Supplied entries Start Marker

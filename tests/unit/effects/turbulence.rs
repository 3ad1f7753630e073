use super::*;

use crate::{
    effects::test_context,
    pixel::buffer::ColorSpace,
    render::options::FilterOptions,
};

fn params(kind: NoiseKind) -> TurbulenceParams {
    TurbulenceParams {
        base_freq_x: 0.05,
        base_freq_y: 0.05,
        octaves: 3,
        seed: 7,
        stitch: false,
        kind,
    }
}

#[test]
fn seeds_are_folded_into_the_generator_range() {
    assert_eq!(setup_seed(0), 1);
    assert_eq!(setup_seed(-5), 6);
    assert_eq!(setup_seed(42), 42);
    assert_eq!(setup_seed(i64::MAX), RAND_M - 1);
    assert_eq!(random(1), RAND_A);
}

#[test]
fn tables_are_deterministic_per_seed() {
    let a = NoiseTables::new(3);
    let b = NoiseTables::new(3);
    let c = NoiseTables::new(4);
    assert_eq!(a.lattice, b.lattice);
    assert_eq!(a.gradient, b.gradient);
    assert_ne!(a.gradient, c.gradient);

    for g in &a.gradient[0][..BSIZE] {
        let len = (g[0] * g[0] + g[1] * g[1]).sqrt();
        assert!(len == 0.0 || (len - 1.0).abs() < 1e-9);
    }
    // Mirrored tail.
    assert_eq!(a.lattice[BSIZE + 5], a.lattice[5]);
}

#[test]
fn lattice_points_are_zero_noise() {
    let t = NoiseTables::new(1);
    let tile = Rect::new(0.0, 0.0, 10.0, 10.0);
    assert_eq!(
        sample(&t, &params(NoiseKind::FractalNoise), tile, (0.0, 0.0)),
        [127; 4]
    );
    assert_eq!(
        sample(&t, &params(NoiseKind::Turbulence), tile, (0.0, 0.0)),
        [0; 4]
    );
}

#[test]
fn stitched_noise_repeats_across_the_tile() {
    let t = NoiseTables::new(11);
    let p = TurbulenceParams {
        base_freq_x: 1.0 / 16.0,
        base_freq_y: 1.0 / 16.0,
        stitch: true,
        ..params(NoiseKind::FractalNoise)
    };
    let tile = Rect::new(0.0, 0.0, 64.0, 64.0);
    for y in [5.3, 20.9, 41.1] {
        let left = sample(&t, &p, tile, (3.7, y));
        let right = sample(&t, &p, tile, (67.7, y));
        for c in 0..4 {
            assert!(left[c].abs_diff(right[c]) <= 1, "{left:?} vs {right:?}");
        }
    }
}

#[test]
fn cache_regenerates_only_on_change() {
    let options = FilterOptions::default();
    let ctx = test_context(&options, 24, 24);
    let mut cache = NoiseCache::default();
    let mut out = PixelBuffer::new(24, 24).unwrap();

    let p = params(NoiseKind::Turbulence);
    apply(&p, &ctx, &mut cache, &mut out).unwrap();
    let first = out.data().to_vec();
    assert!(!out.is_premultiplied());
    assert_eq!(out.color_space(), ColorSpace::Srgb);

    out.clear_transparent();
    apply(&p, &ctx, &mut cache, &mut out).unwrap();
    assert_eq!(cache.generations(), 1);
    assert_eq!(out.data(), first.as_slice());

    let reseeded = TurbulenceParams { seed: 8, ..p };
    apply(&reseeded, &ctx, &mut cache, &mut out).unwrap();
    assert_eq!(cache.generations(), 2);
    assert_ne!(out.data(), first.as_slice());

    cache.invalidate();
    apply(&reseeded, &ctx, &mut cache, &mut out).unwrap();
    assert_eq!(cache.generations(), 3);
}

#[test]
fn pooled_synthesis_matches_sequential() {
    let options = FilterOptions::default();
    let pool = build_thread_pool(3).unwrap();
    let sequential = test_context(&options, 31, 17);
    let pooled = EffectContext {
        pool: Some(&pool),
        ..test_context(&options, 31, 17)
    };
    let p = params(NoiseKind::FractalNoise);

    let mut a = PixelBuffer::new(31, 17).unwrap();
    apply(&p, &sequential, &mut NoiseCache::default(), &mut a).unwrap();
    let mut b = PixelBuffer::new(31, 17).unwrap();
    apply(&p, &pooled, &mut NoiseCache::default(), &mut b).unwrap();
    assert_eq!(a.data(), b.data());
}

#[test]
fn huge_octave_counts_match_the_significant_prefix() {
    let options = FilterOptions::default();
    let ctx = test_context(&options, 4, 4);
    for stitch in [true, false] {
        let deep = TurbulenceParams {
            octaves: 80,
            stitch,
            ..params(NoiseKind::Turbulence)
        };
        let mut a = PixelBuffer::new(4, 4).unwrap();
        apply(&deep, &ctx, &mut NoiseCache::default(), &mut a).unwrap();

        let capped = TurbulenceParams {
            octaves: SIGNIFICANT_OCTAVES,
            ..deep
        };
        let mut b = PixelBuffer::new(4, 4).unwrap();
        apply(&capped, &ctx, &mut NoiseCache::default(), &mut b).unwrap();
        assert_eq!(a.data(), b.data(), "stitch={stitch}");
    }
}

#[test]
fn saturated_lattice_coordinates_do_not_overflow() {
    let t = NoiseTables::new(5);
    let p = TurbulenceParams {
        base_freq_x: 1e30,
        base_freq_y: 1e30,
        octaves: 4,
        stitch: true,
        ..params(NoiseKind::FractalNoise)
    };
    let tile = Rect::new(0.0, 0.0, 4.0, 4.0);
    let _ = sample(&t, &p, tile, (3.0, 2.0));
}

Supplied entries End Marker

### Exercise prompt
If a line in the records above has the word "generations", copy it.

### Finished exercise
    assert_eq!(cache.generations(), 1);
    assert_eq!(cache.generations(), 2);
    assert_eq!(cache.generations(), 3);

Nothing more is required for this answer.